Another thing I need is to say is that "urn:isbn:39409848" is really the
same thing as "urn:lccn:309840984" (warning: numbers are made up!).

Semantic web experts will tell you that you need an 'inferencer' for
that: mix the data with some OWL equivalence statements, blend in an
inferencer, and voila', you get the results out.

But what kind of results?

here is where it gets tricky: if vra:creator is equivalent to
dc:creator, do you remove the original property and attach a new one, or
add a new one and leave the existing one there? There is no way to tell
an OWL inferencer what to do with that.

Even more, if urn:a is equivalent to urn:b, do we copy all properties of
urn:a to urn:b and viceversa, or do we take urn:a as the master, move
all the properties of urn:b to urn:a and leave urn:b attached to urn:a
with the equivalence? Again, two strategies and now way to differentiate
them.

The OWL will tell you that this is an implementation detail, but if I
want to scale and I can't afford to do all the inferencing at runtime, I
need to predict what's going to happen to my graph after an inferencing
operation, because the graph resulting in the different strategies have
very different properties.

                                - o -

So, I'm thinking: is inferencing what we really need?

In my previous XML life (around Apache Cocoon), everything revolved
around pipelines which had three stages:

  1) generation (anything to XML)
  2) transformation (XML to XML)
  3) serialization (XML to anything)

I'm so used to that model that I've tried to replicate some of this here
and in fact RDFizers are the first step of that pipeline, but the other
two stages are missing: one that transforms an RDF graph into another
and one that transforms an RDF graph into something else.

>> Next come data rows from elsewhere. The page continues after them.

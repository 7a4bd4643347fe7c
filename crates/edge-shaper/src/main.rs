//! edge-shaper: edge proxy that upgrades plain-HTTP requests for one hostname
//! and stamps CORS headers on everything it delivers from a single backend.

mod config;
mod error;
mod pipeline;
mod proxy;
mod server;
mod shape;
#[cfg(test)]
mod testing;

use config::ShaperConfig;
use pipeline::Pipeline;
use proxy::forward::Forwarder;
use server::AppState;
use shape::cors::CorsInjector;
use shape::inspect::Inspector;

fn main() -> anyhow::Result<()> {
    // Parse CLI args
    let args: Vec<String> = std::env::args().collect();
    let config_path = args
        .iter()
        .position(|a| a == "--config")
        .and_then(|i| args.get(i + 1).cloned())
        .or_else(|| args.get(1).filter(|a| !a.starts_with('-')).cloned())
        .or_else(|| std::env::var("EDGE_SHAPER_CONFIG").ok())
        .unwrap_or_else(|| "edge-shaper.toml".to_string());

    let backend_override = args
        .iter()
        .position(|a| a == "--backend")
        .and_then(|i| args.get(i + 1).cloned());

    // --listen may be repeated; any occurrence replaces the configured list
    let listen_overrides: Vec<String> = args
        .iter()
        .enumerate()
        .filter(|(_, a)| *a == "--listen")
        .filter_map(|(i, _)| args.get(i + 1).cloned())
        .collect();

    // Load configuration
    let mut config = ShaperConfig::load(&config_path)?;

    // Apply CLI overrides (take precedence over TOML and env vars)
    if let Some(address) = backend_override {
        config.backend.set_address(&address)?;
    }
    if !listen_overrides.is_empty() {
        config.server.listen_addresses = listen_overrides;
    }
    config.validate()?;

    // Build the tokio runtime first; the tonic gRPC exporter needs a reactor context
    let runtime = tokio::runtime::Builder::new_multi_thread()
        .enable_all()
        .build()?;

    runtime.block_on(async {
        // Initialize tracing (OTLP export is optional and falls back to fmt-only)
        let tracing_guard = edge_tracing::init_tracing(&config.tracing);

        tracing::info!(
            config_path = %config_path,
            listen_addresses = ?config.server.listen_addresses,
            backend = %config.backend.base_url(),
            redirect_enabled = config.redirect.enabled,
            redirect_hostname = %config.redirect.hostname,
            otlp_export = tracing_guard.exporting(),
            "Starting edge-shaper"
        );

        let result = run(config).await;
        drop(tracing_guard);
        result
    })
}

async fn run(config: ShaperConfig) -> anyhow::Result<()> {
    let forwarder = Forwarder::new(&config.backend, config.server.max_body_bytes)?;
    let injector = CorsInjector::new(&config.cors)?;
    let inspector = Inspector::new(&config.redirect);

    tracing::debug!(backend = %forwarder.base_url(), "Backend client ready");

    let state = AppState {
        pipeline: Pipeline::new(inspector, forwarder, injector),
    };

    server::run(&config.server.listen_addresses, state).await
}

Fresnel is, in fact, the first of our attempts into #3. You can, in
fact, see Fresnel as a "spanning tree" extractor (which is the simplest
thing that could allow us to hook an RDF pipeline into an XML pipeline,
therefore maximizing reusability of existing software). In theory, if
you have an XML pipeline already available, a 'spanning tree' extractor
is all you need to perform all sort of serialization operations.

This leaves us with the problem of performing #2, possibly pipelined one
after the other.

All transformation phases require access to the input data stream for
the transformation to happen, some of these retain state and some do
not. It is always preferable to have stages that do not retain state (or
that retain, reliably, a small state in a windowed scenario)

The beauty of pipelines is that it creates a sort of Lego(tm)-like set
of relatively-simple-yet-not-so-trivial-to-write operators that can be
used to create very specific operators without requiring complicated
programming, but just high level assembly. Moreover, it allows
development of these components to be parallelized and, probably more
important, to achieve similar results with different algorithms and
strategies.

An OWL reasoner or a rule engine for RDF are similar to an XSLT
transformer for XML and both are general enough to be impossible to
define, a priori, the amount of state the need to have access to to
perform their operation. In the "OWL Full" sense, we cannot even tell
that the operation will terminate at all! (what's funny is that this is
also true for XSLT, as it's true for any turing-complete languages,
being possible to write a turing machine in XSLT)

CWM is also an RDF transformer, where transformation rules are defined
in N3.

                                 - o -

What I personally don't like about rule engines is that they tend to
start simple and focused and later they grow into monstrous
turing-complete languages or they do a magnificent job at that 80/20
rule, too bad that what you need is *always* 81% and adding that 1% to
the 80% is enough work to make you hate it. (XSLT feels like that to me
almost all the times).

So, before we go down the path of defining which architecure we want for
this RDF trasnformation pipeline, I think it's important to define what
operations we want to be able to achieve.

  smooshing
  =========

smooshing is a graph operation that takes, for example, this graph as input

  A -(a)-> [foo]
  B -(b)-> [bar]
  B -(sameAs)-> A

and returns you

  A -(a)-> [foo]
  A -(b)-> [bar]
  B -(sameAs)-> A
  B -(b)-> [bar]**

where the ** statement can be present or not depending on whether not we
want the smoosher to be preserving (no statements are removed) or
pruning (only one node ends up having the properties attached to it)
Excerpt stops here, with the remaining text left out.